DATA EXCERPTS -

//! Storage error types

use std::path::PathBuf;

use thiserror::Error;

use crate::catalog::TableId;

/// Storage operation errors
#[derive(Error, Debug)]
pub enum StorageError {
    #[error("IO error: {0}")]
    Io(#[from] std::io::Error),

    /// Another store holds the directory lock
    #[error("Storage directory {} is locked by another store", .0.display())]
    Locked(PathBuf),

    #[error("Table {0} not found in storage")]
    TableNotFound(TableId),

    #[error("Table {0} already exists in storage")]
    TableExists(TableId),

    /// Storage is closed
    #[error("Storage is closed")]
    Closed,
}

/// Result type for storage operations
pub type StorageResult<T> = Result<T, StorageError>;
//! Server configuration
//!
//! Environment Variables:
//! - `MEMDB_SOCKET` - Override the Unix socket path
//! - `MEMDB_STORE_DIR` - Directory for the store lock (ephemeral when unset)
//! - `MEMDB_LOG_FILE` - Log file path
//! - `MEMDB_LOG_LEVEL` - Log filter directive (e.g. `info`, `memdb=debug`)

use std::env;
use std::path::{Path, PathBuf};
use std::time::Duration;

/// Default socket path on platforms with a world-writable /tmp
pub const DEFAULT_SOCKET_PATH: &str = "/tmp/memdb-unittest-socket";

/// Socket file name used relative to the working directory on macOS
pub const SOCKET_FILE_NAME: &str = "memdb-unittest-socket";

pub const DEFAULT_LOG_FILE: &str = "/tmp/memdb/exec.log";

pub const DEFAULT_LOG_LEVEL: &str = "info";

pub const DEFAULT_SCHEMA_LEASE: Duration = Duration::from_millis(500);

pub const SERVER_VERSION: &str = "8.0.11-memdb";

/// Where the mock store keeps its lock; rows always live in memory
#[derive(Debug, Clone, Default, PartialEq, Eq)]
pub struct StoreOptions {
    path: Option<PathBuf>,
}

impl StoreOptions {
    pub fn ephemeral() -> Self {
        StoreOptions { path: None }
    }

    /// An empty path means ephemeral
    pub fn with_path(path: impl Into<PathBuf>) -> Self {
        let path = path.into();
        StoreOptions {
            path: (!path.as_os_str().is_empty()).then_some(path),
        }
    }

    pub fn path(&self) -> Option<&Path> {
        self.path.as_deref()
    }
}

#[derive(Debug, Clone, Copy, PartialEq, Eq)]
pub enum LogFormat {
    Json,
    Text,
}

#[derive(Debug, Clone, PartialEq, Eq)]
pub struct LogConfig {
    pub level: String,
    pub file: PathBuf,
    pub format: LogFormat,
}

impl Default for LogConfig {
    fn default() -> Self {
        LogConfig {
            level: DEFAULT_LOG_LEVEL.to_string(),
            file: PathBuf::from(DEFAULT_LOG_FILE),
            format: LogFormat::Json,
        }
    }
}

/// Everything needed to bring up one embedded server
#[derive(Debug, Clone)]
pub struct ServerConfig {
    pub socket_path: PathBuf,
    pub store: StoreOptions,
    /// `None` leaves the process's tracing subscriber untouched
    pub log: Option<LogConfig>,
    pub schema_lease: Duration,
    /// Accept an already existing read-only account during bootstrap
    pub tolerate_existing_principal: bool,
    pub server_version: String,
}

impl Default for ServerConfig {
    fn default() -> Self {
        ServerConfig {
            socket_path: default_socket_path(),
            store: StoreOptions::ephemeral(),
            log: Some(LogConfig::default()),
            schema_lease: DEFAULT_SCHEMA_LEASE,
            tolerate_existing_principal: false,
            server_version: SERVER_VERSION.to_string(),
        }
    }
}

impl ServerConfig {
    /// Defaults with environment overrides applied
    pub fn from_env() -> Self {
        let mut config = ServerConfig::default();
        if let Some(dir) = non_empty_var("MEMDB_STORE_DIR") {
            config.store = StoreOptions::with_path(dir);
        }
        if let Some(log) = config.log.as_mut() {
            if let Some(file) = non_empty_var("MEMDB_LOG_FILE") {
                log.file = PathBuf::from(file);
            }
            if let Some(level) = non_empty_var("MEMDB_LOG_LEVEL") {
                log.level = level;
            }
        }
        config
    }

    pub fn with_socket_path(mut self, path: impl Into<PathBuf>) -> Self {
        self.socket_path = path.into();
        self
    }

    pub fn with_store(mut self, store: StoreOptions) -> Self {
        self.store = store;
        self
    }

    pub fn with_log(mut self, log: Option<LogConfig>) -> Self {
        self.log = log;
        self
    }

    pub fn with_schema_lease(mut self, lease: Duration) -> Self {
        self.schema_lease = lease;
        self
    }

    pub fn tolerate_existing_principal(mut self, tolerate: bool) -> Self {
        self.tolerate_existing_principal = tolerate;
        self
    }
}

/// Socket path for the shared test server.
///
/// `MEMDB_SOCKET` wins; otherwise macOS uses the working directory (its /tmp
/// paths can exceed the socket path limit) and everything else uses /tmp.
pub fn default_socket_path() -> PathBuf {
    if let Some(path) = non_empty_var("MEMDB_SOCKET") {
        return PathBuf::from(path);
    }
    if cfg!(target_os = "macos") {
        if let Ok(cwd) = env::current_dir() {
            return cwd.join(SOCKET_FILE_NAME);
        }
    }
    PathBuf::from(DEFAULT_SOCKET_PATH)
}

fn non_empty_var(name: &str) -> Option<String> {
    env::var(name).ok().filter(|v| !v.is_empty())
}

#[cfg(test)]
mod tests {
    use super::*;

    #[test]
    fn test_store_options_empty_path_is_ephemeral() {
        assert_eq!(StoreOptions::with_path(""), StoreOptions::ephemeral());
        assert!(StoreOptions::with_path("/tmp/x").path().is_some());
    }

    #[test]
    fn test_defaults() {
        let config = ServerConfig::default();
        assert_eq!(config.schema_lease, Duration::from_millis(500));
        assert!(!config.tolerate_existing_principal);
        assert!(config.store.path().is_none());
        let log = config.log.unwrap();
        assert_eq!(log.level, "info");
        assert_eq!(log.format, LogFormat::Json);
        assert_eq!(log.file, PathBuf::from(DEFAULT_LOG_FILE));
    }

    #[test]
    fn test_builders() {
        let config = ServerConfig::default()
            .with_socket_path("/tmp/other.sock")
            .with_log(None)
            .tolerate_existing_principal(true);
        assert_eq!(config.socket_path, PathBuf::from("/tmp/other.sock"));
        assert!(config.log.is_none());
        assert!(config.tolerate_existing_principal);
    }
}
//! Process-exit cleanup for the shared server

use std::sync::Once;

use tracing::warn;

static REGISTER: Once = Once::new();

extern "C" fn cleanup_at_exit() {
    if let Some(manager) = crate::GLOBAL.get() {
        manager.remove_socket_if_idle();
    }
}

/// Register the exit hook that removes the shared server's socket file
pub fn register_exit_hook() {
    REGISTER.call_once(|| {
        // SAFETY: `cleanup_at_exit` is a plain `extern "C"` function that
        // neither unwinds nor calls `exit`.
        let rc = unsafe { libc::atexit(cleanup_at_exit) };
        if rc != 0 {
            warn!(rc, "Failed to register exit hook");
        }
    });
}
//! Catalog - schema and account metadata
//!
//! Databases, table definitions, accounts with their grants, and global
//! system variables. The catalog is pure metadata; row data lives in the
//! mock store keyed by [`TableId`].

pub mod privileges;

use std::collections::BTreeMap;

use crate::sql::ast::Expr;

pub use privileges::{
    check_privilege, GrantEntry, HostPattern, Privilege, PrivilegeObject, RequiredPrivilege,
};

/// Identifier of a table's row storage in the mock store
pub type TableId = u64;

/// SQL data types supported by the engine
#[derive(Debug, Clone, PartialEq, Eq)]
pub enum DataType {
    /// BOOL / BOOLEAN (stored as TINYINT(1))
    Boolean,
    /// INT, TINYINT, SMALLINT, MEDIUMINT
    Int,
    BigInt,
    /// FLOAT, DOUBLE, DECIMAL
    Double,
    /// Variable-length string with max length in characters
    Varchar(u32),
    Text,
    Date,
    /// Wall-clock date and time, stored as written
    Datetime,
    /// Instant, stored in UTC and shown in the session time zone
    Timestamp,
}

impl DataType {
    pub fn is_integer(&self) -> bool {
        matches!(self, DataType::Boolean | DataType::Int | DataType::BigInt)
    }

    pub fn is_string(&self) -> bool {
        matches!(self, DataType::Varchar(_) | DataType::Text)
    }

    pub fn is_temporal(&self) -> bool {
        matches!(
            self,
            DataType::Date | DataType::Datetime | DataType::Timestamp
        )
    }
}

/// Column definition
#[derive(Debug, Clone)]
pub struct ColumnDef {
    pub name: String,
    pub data_type: DataType,
    pub nullable: bool,
    /// Default value expression, evaluated per inserted row
    pub default: Option<Expr>,
    pub auto_increment: bool,
}

impl ColumnDef {
    pub fn new(name: impl Into<String>, data_type: DataType) -> Self {
        ColumnDef {
            name: name.into(),
            data_type,
            nullable: true,
            default: None,
            auto_increment: false,
        }
    }

    pub fn not_null(mut self) -> Self {
        self.nullable = false;
        self
    }
}

/// Unique constraint, including the primary key
#[derive(Debug, Clone, PartialEq, Eq)]
pub struct UniqueKey {
    /// `PRIMARY` for the primary key
    pub name: String,
    /// Column positions in the table
    pub columns: Vec<usize>,
}

impl UniqueKey {
    pub fn is_primary(&self) -> bool {
        self.name == "PRIMARY"
    }
}

/// Table definition
#[derive(Debug, Clone)]
pub struct TableDef {
    pub id: TableId,
    pub name: String,
    pub columns: Vec<ColumnDef>,
    pub keys: Vec<UniqueKey>,
}

impl TableDef {
    /// Find a column by name (case-insensitive)
    pub fn column_index(&self, name: &str) -> Option<usize> {
        self.columns
            .iter()
            .position(|c| c.name.eq_ignore_ascii_case(name))
    }

    pub fn auto_increment_column(&self) -> Option<usize> {
        self.columns.iter().position(|c| c.auto_increment)
    }
}

/// A database and its tables in creation order
#[derive(Debug, Clone)]
pub struct DatabaseDef {
    pub name: String,
    pub tables: Vec<TableDef>,
}

impl DatabaseDef {
    pub fn new(name: impl Into<String>) -> Self {
        DatabaseDef {
            name: name.into(),
            tables: Vec::new(),
        }
    }

    pub fn table(&self, name: &str) -> Option<&TableDef> {
        self.tables.iter().find(|t| t.name == name)
    }
}

/// An account (`'name'@'host'`) with its grants
#[derive(Debug, Clone)]
pub struct UserDef {
    pub name: String,
    pub host: HostPattern,
    /// Hex SHA1(SHA1(password)); empty for no password
    pub password_hash: String,
    pub grants: Vec<GrantEntry>,
}

/// In-memory catalog
#[derive(Debug, Default)]
pub struct Catalog {
    databases: Vec<DatabaseDef>,
    users: Vec<UserDef>,
    globals: BTreeMap<String, String>,
}

impl Catalog {
    pub fn new() -> Self {
        Self::default()
    }

    // ============ Databases ============

    pub fn databases(&self) -> &[DatabaseDef] {
        &self.databases
    }

    pub fn database(&self, name: &str) -> Option<&DatabaseDef> {
        self.databases.iter().find(|d| d.name == name)
    }

    pub fn database_exists(&self, name: &str) -> bool {
        self.database(name).is_some()
    }

    /// Returns false if the database already exists
    pub fn create_database(&mut self, name: &str) -> bool {
        if self.database_exists(name) {
            return false;
        }
        self.databases.push(DatabaseDef::new(name));
        true
    }

    pub fn drop_database(&mut self, name: &str) -> Option<DatabaseDef> {
        let pos = self.databases.iter().position(|d| d.name == name)?;
        Some(self.databases.remove(pos))
    }

    // ============ Tables ============

    pub fn table(&self, database: &str, name: &str) -> Option<&TableDef> {
        self.database(database)?.table(name)
    }

    /// Returns false if the database does not exist
    pub fn add_table(&mut self, database: &str, table: TableDef) -> bool {
        match self.databases.iter_mut().find(|d| d.name == database) {
            Some(db) => {
                db.tables.push(table);
                true
            }
            None => false,
        }
    }

    pub fn remove_table(&mut self, database: &str, name: &str) -> Option<TableDef> {
        let db = self.databases.iter_mut().find(|d| d.name == database)?;
        let pos = db.tables.iter().position(|t| t.name == name)?;
        Some(db.tables.remove(pos))
    }

    // ============ Accounts ============

    /// Exact lookup by account name and host pattern
    pub fn user(&self, name: &str, host: &str) -> Option<&UserDef> {
        self.users
            .iter()
            .find(|u| u.name == name && u.host.as_str() == host)
    }

    pub fn user_mut(&mut self, name: &str, host: &str) -> Option<&mut UserDef> {
        self.users
            .iter_mut()
            .find(|u| u.name == name && u.host.as_str() == host)
    }

    /// Find the account a connecting client authenticates as.
    ///
    /// The most specific matching host pattern wins.
    pub fn match_user(&self, name: &str, client_host: &str) -> Option<&UserDef> {
        self.users
            .iter()
            .filter(|u| u.name == name && u.host.matches(client_host))
            .max_by_key(|u| u.host.specificity())
    }

    /// Returns false if the account already exists
    pub fn add_user(&mut self, user: UserDef) -> bool {
        if self.user(&user.name, user.host.as_str()).is_some() {
            return false;
        }
        self.users.push(user);
        true
    }

    pub fn remove_user(&mut self, name: &str, host: &str) -> Option<UserDef> {
        let pos = self
            .users
            .iter()
            .position(|u| u.name == name && u.host.as_str() == host)?;
        Some(self.users.remove(pos))
    }

    // ============ Global variables ============

    pub fn global(&self, name: &str) -> Option<&str> {
        self.globals.get(name).map(String::as_str)
    }

    pub fn set_global(&mut self, name: &str, value: impl Into<String>) {
        self.globals.insert(name.to_string(), value.into());
    }
}

#[cfg(test)]
mod tests {
    use super::*;

    fn students(id: TableId) -> TableDef {
        TableDef {
            id,
            name: "students".to_string(),
            columns: vec![
                ColumnDef::new("student_number", DataType::Varchar(32)).not_null(),
                ColumnDef::new("name", DataType::Varchar(64)),
            ],
            keys: vec![UniqueKey {
                name: "PRIMARY".to_string(),
                columns: vec![0],
            }],
        }
    }

    #[test]
    fn test_tables_keep_creation_order() {
        let mut catalog = Catalog::new();
        assert!(catalog.create_database("school"));
        assert!(!catalog.create_database("school"));

        let mut second = students(2);
        second.name = "classes".to_string();
        assert!(catalog.add_table("school", students(1)));
        assert!(catalog.add_table("school", second));

        let names: Vec<&str> = catalog
            .database("school")
            .unwrap()
            .tables
            .iter()
            .map(|t| t.name.as_str())
            .collect();
        assert_eq!(names, vec!["students", "classes"]);

        assert!(catalog.remove_table("school", "students").is_some());
        assert!(catalog.table("school", "students").is_none());
        assert!(!catalog.add_table("missing", students(3)));
    }

    #[test]
    fn test_column_lookup_is_case_insensitive() {
        let table = students(1);
        assert_eq!(table.column_index("NAME"), Some(1));
        assert_eq!(table.column_index("age"), None);
        assert!(table.keys[0].is_primary());
    }

    #[test]
    fn test_match_user_prefers_specific_host() {
        let mut catalog = Catalog::new();
        let user = |host: &str, hash: &str| UserDef {
            name: "app".to_string(),
            host: HostPattern::new(host),
            password_hash: hash.to_string(),
            grants: Vec::new(),
        };
        assert!(catalog.add_user(user("%", "any")));
        assert!(catalog.add_user(user("localhost", "local")));
        assert!(!catalog.add_user(user("%", "dup")));

        let matched = catalog.match_user("app", "localhost").unwrap();
        assert_eq!(matched.password_hash, "local");
        let matched = catalog.match_user("app", "10.0.0.1").unwrap();
        assert_eq!(matched.password_hash, "any");
        assert!(catalog.match_user("nobody", "localhost").is_none());
    }
}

EXERCISE INSTRUCTIONS -
Start with the line above that contains "let pos = db.tables.iter().position(|t|" and end with the line that contains "pub fn global(&self, name: &str)". Write out those lines exactly, and only those.

ANSWER FOR THE TASK -
        let pos = db.tables.iter().position(|t| t.name == name)?;
        Some(db.tables.remove(pos))
    }

    // ============ Accounts ============

    /// Exact lookup by account name and host pattern
    pub fn user(&self, name: &str, host: &str) -> Option<&UserDef> {
        self.users
            .iter()
            .find(|u| u.name == name && u.host.as_str() == host)
    }

    pub fn user_mut(&mut self, name: &str, host: &str) -> Option<&mut UserDef> {
        self.users
            .iter_mut()
            .find(|u| u.name == name && u.host.as_str() == host)
    }

    /// Find the account a connecting client authenticates as.
    ///
    /// The most specific matching host pattern wins.
    pub fn match_user(&self, name: &str, client_host: &str) -> Option<&UserDef> {
        self.users
            .iter()
            .filter(|u| u.name == name && u.host.matches(client_host))
            .max_by_key(|u| u.host.specificity())
    }

    /// Returns false if the account already exists
    pub fn add_user(&mut self, user: UserDef) -> bool {
        if self.user(&user.name, user.host.as_str()).is_some() {
            return false;
        }
        self.users.push(user);
        true
    }

    pub fn remove_user(&mut self, name: &str, host: &str) -> Option<UserDef> {
        let pos = self
            .users
            .iter()
            .position(|u| u.name == name && u.host.as_str() == host)?;
        Some(self.users.remove(pos))
    }

    // ============ Global variables ============

    pub fn global(&self, name: &str) -> Option<&str> {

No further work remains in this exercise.